The second mode of governmentality we would like to describe is that of "design". We consider the power relationships exerted by designers and developers over users by focusing on the direction of users’ behaviours through technical constraints. In a digital environment, constraining behaviour means to set up a possibility for action through the determination of technical abilities. In this sense, constraining also means allowing action, but in a specific way. In Political Machines, Governing a Technological Society, Andrew Barry builds on the work of both Foucault and Latour to show how new logics of government are enacted through technologies. He argues that the “technological society” endorses “interactive” logics of power and control that become embedded in tools and instruments citizens are provided with. “In an interactive model,” Barry says, “subjects are not disciplined, they are allowed” (Barry, 2001: 150).

Therefore, the constraint should not be seen as a prohibition, but as a normative proposition for action. The designers partly determine the normative framework in which users operate. For example, one does not write the same way when they use a word processor as they do in a spreadsheet or when preparing presentation slides. Similarly, it is not possible to produce messages over 140 characters on Twitter, or to rearrange the order of comments on a Facebook status. These constraints are not accidental: they are designed according to a model provided by their designers. Unlike incentive-oriented regimes, which do not diminish the freedom of the incited, constraints diminish the freedom of users by restricting the extent of their possible actions. Thus, websites and software can be considered modes of participation and communication, in which injunctions become embedded in technologies and consequently promote specific kinds of practices and behaviours (Wright & Street, 2007; Bennet, 2008 ; Coleman, 2008 ; Monnoyer-Smith, 2009). This expression of "governmentality" does not limit itself to a digital environment; it can be more generally considered as a kind of “delegation” of social norms to technical artefacts (Simondon, 2016 (1958); Latour, 1999).

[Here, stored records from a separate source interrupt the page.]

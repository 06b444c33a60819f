//! Data models for ingestion and the prepared store
//!
//! This module contains all data structures used throughout the application:
//! raw rows read from the source chat.db, prepared records owned by the
//! prepared store, and the view types returned by the query layer.

use serde::{Deserialize, Serialize};

/// A raw message row read from the source chat.db.
///
/// Externally owned and immutable; constructed immediately after the row
/// fetch so downstream code never touches positional tuples.
#[derive(Debug, Clone)]
pub struct RawMessage {
    /// Source ROWID (monotonically increasing, not necessarily contiguous)
    pub rowid: i64,
    /// Message GUID
    pub guid: Option<String>,
    /// Chat the message belongs to (first membership row)
    pub chat_id: Option<i64>,
    /// Plain-text body, if the source stored one
    pub text: Option<String>,
    /// Proprietary rich-text blob (attributedBody)
    pub body: Option<Vec<u8>>,
    /// Raw timestamp: Cocoa-epoch offset, nanoseconds on modern databases
    pub date: i64,
    /// True if sent by the local user
    pub is_from_me: bool,
    /// Sender handle string (phone/email), absent for self
    pub handle: Option<String>,
    /// Tapback/reaction type; zero for standalone messages
    pub associated_type: i64,
    /// GUID of the message a reaction targets
    pub associated_guid: Option<String>,
}

/// A raw handle row read from the source chat.db.
#[derive(Debug, Clone)]
pub struct RawHandle {
    /// Source handle ROWID (stable across runs)
    pub rowid: i64,
    /// Contact string (phone number or email)
    pub identifier: String,
}

/// A normalized message as written to the prepared store.
///
/// Keyed by the source ROWID; re-ingesting the same row overwrites
/// deterministically (insert-or-replace, never append).
#[derive(Debug, Clone, Serialize, Deserialize)]
pub struct PreparedMessage {
    /// Primary key, equals the source ROWID
    pub message_id: i64,
    /// Source chat the message belongs to
    pub chat_id: Option<i64>,
    /// Canonical group key assigned by the chat canonicalizer
    pub group_key: String,
    /// Local timestamp, `%Y-%m-%d %H:%M:%S`
    pub date: String,
    /// Sender handle string, stored raw (normalized at query time)
    pub sender: Option<String>,
    /// True if sent by the local user
    pub is_from_me: bool,
    /// Resolved display text (plain text wins over decoded blob)
    pub text: String,
    /// True when the text contains a link of interest
    pub has_link: bool,
    /// First matching link URL, if any
    pub link_url: Option<String>,
    /// SHA-256 fingerprint of text+sender+date; absent for empty messages
    pub content_hash: Option<String>,
    /// Message GUID, used as reaction target
    pub guid: Option<String>,
    /// Tapback/reaction type; zero for standalone messages
    pub associated_type: i64,
    /// GUID of the reaction target, if this row is a reaction
    pub associated_guid: Option<String>,
}

/// A contact as stored in the prepared store.
///
/// Upserted by ingestion; the display name may be refined by later runs but
/// is never destructively cleared.
#[derive(Debug, Clone, Serialize, Deserialize)]
pub struct Contact {
    /// Primary key, equals the source handle ROWID
    pub handle_id: i64,
    /// Raw contact string (phone number or email)
    pub identifier: String,
    /// Best-known display name
    pub display_name: Option<String>,
    /// Opaque avatar reference populated by external callers
    pub avatar_ref: Option<String>,
    /// Timestamp of the last ingestion run that touched this contact
    pub last_seen: Option<String>,
}

/// A canonical conversation group in the prepared store.
///
/// The group key is a pure function of the normalized participant set, so
/// re-running ingestion from scratch reproduces identical groupings.
#[derive(Debug, Clone, Serialize, Deserialize)]
pub struct ChatGroup {
    /// Canonical key: `canon:` + sorted normalized handles, or `chat:<id>`
    pub group_key: String,
    /// Physical source chat ids that share this participant set
    pub chat_ids: Vec<i64>,
    /// Number of participants in the group
    pub member_count: i64,
    /// Explicit display name set on a source chat, when one exists
    pub display_name: Option<String>,
    /// Most recent message timestamp within the group
    pub last_message_date: Option<String>,
}

/// Checkpoint state persisted in the prepared store's meta table.
#[derive(Debug, Clone, Copy, Default)]
pub struct Checkpoint {
    /// High-water mark over the source message table
    pub last_message_rowid: i64,
    /// High-water mark over the source handle table
    pub last_contact_rowid: i64,
}

/// Result of one ingestion invocation.
#[derive(Debug, Clone, Serialize)]
pub struct IngestOutcome {
    /// Path of the prepared store that was written
    pub prepared_db_path: String,
    /// Message rows processed in this run
    pub messages_processed: usize,
    /// Contact rows processed in this run
    pub contacts_processed: usize,
    /// True when the schema was dropped and rebuilt before ingesting
    pub rebuilt: bool,
}

/// A chat-list entry grouped by canonical identity.
#[derive(Debug, Clone, Serialize)]
pub struct ChatSummary {
    /// Canonical group key
    pub chat_id: String,
    /// Member source chat ids
    pub chat_ids: Vec<i64>,
    /// Display name (joined participant names)
    pub name: String,
    /// Participant handle strings
    pub members: Vec<String>,
    /// Total messages across all member chats
    pub total_messages: i64,
    /// Most recent message timestamp
    pub last_message_date: Option<String>,
    /// A few most recent messages, newest first
    pub recent_messages: Vec<MessageView>,
}

/// A message as returned to the API layer, with reactions attached.
#[derive(Debug, Clone, Serialize)]
pub struct MessageView {
    /// Resolved display text
    pub text: String,
    /// Sender handle string
    pub sender: Option<String>,
    /// Local timestamp string
    pub date: String,
    /// True if sent by the local user
    pub is_from_me: bool,
    /// Reactions targeting this message
    pub reactions: Vec<Reaction>,
}

/// A tapback attached to a message.
#[derive(Debug, Clone, Serialize)]
pub struct Reaction {
    /// Human-readable label (loved, liked, ...)
    pub kind: String,
    /// Reacting sender handle string
    pub sender: Option<String>,
    /// Local timestamp string
    pub date: String,
}

/// Criteria for the advanced multi-criteria search.
///
/// Criteria combine with logical AND; an unset criterion is a no-op filter.
#[derive(Debug, Clone, Default)]
pub struct SearchCriteria {
    /// Free-text query over chat names and participants
    pub query: Option<String>,
    /// Inclusive start date, `YYYY-MM-DD`
    pub start_date: Option<String>,
    /// Inclusive end date, `YYYY-MM-DD`
    pub end_date: Option<String>,
    /// Participant display-name or handle fragments
    pub participant_names: Vec<String>,
    /// Full-text match over message content
    pub message_content: Option<String>,
    /// Maximum number of chats to return
    pub limit: Option<usize>,
}

/// One item on a streaming search channel.
///
/// `Done`, `TimedOut`, and `Failed` are the completion sentinels; after any
/// of them, the producer sends nothing further.
#[derive(Debug)]
pub enum StreamItem {
    /// One matching chat
    Chat(ChatSummary),
    /// Search completed normally
    Done,
    /// Wall-clock bound exceeded; results so far are valid but incomplete
    TimedOut,
    /// Search aborted on an error; results so far are valid but incomplete
    Failed(String),
}

/// Category assigned to an extracted link.
#[derive(Debug, Clone, Copy, PartialEq, Eq)]
pub enum LinkKind {
    /// open.spotify.com or spotify.link
    Spotify,
    /// youtube.com or youtu.be
    YouTube,
    /// Any other http(s) URL
    Other,
}

/// Map a source tapback code to a display label.
///
/// Codes 2000-2005 are additions; 3000-3005 are removals and yield `None`.
/// The mapping is version-sensitive in the source schema, so it lives here
/// as the single place to adjust.
#[must_use]
pub fn reaction_label(associated_type: i64) -> Option<&'static str> {
    match associated_type {
        2000 => Some("loved"),
        2001 => Some("liked"),
        2002 => Some("disliked"),
        2003 => Some("laughed"),
        2004 => Some("emphasized"),
        2005 => Some("questioned"),
        _ => None,
    }
}

/// True when the code marks any tapback row, including removals.
#[must_use]
pub fn is_reaction(associated_type: i64) -> bool {
    (2000..=3005).contains(&associated_type)
}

Digital environments all have constraints built in. At one level, the digital code forces the users to express themselves in a very specific way, which limits the range of possibilities: "The constraints imposed by the fact that any programming language is a formal language is that it does not allow ambiguous statements and accepts only a perfect syntax; implying that the number of solutions to a specific problem is finished" (Rieder, 2006: 243). According to the binary logic, coding is like programming choices (Rushkoff, 2010). Software or website developers can use different resources to enact a project and plan a vision for its usage. They can use applications that enable actions on content (production, editing, customising, filtering, evaluation) and those that allow interactions (forums, comments, "poke"), and then determine the organisation of the sections of the tool that directs users towards certain types of contents.

Analyses of website design (Wright & Street, 2007; Coleman and Blumer, 2009; Badouard, 2014) support that notion that values ​​can be embedded in the script of technologies. To what extent do available technical resources influence a political project as perceived by designers? This perspective has been especially developed in the study of online deliberation devices, which show that designers’ political ambitions become embedded in the constraints imposed by their tools. Scott Wright (2011) identifies a number of normative criteria that directly affect the behaviour of users and influence the course of their deliberation. He puts a particular emphasis on the role of moderators and the necessity to organise the confrontation of different points of view. Freelon (2015) recently argued that online discussion dynamics become predictable by analysing the "discourse architectures" on which they rely. In this sense, evolution and changes in websites’ design can be seen as attempts to influence various discursive behaviours (Wright, forthcoming).

This normative dimension of technical constraints may also occur for other types of behaviour in a digital environment. To illustrate this expression of governmentality, one can take the example of CMS used to publish information. CMS allows users to publish information in natural language, without using any programming language. Famously referred to as a part of the "web 2.0", a CMS restricts the range of possibilities of HTML code in order to simplify the editor’s task. They impose a publication standard on the web that users have to accept if they choose this tool. The web designer can then allow users to customise options that contribute to making the technical framework invisible.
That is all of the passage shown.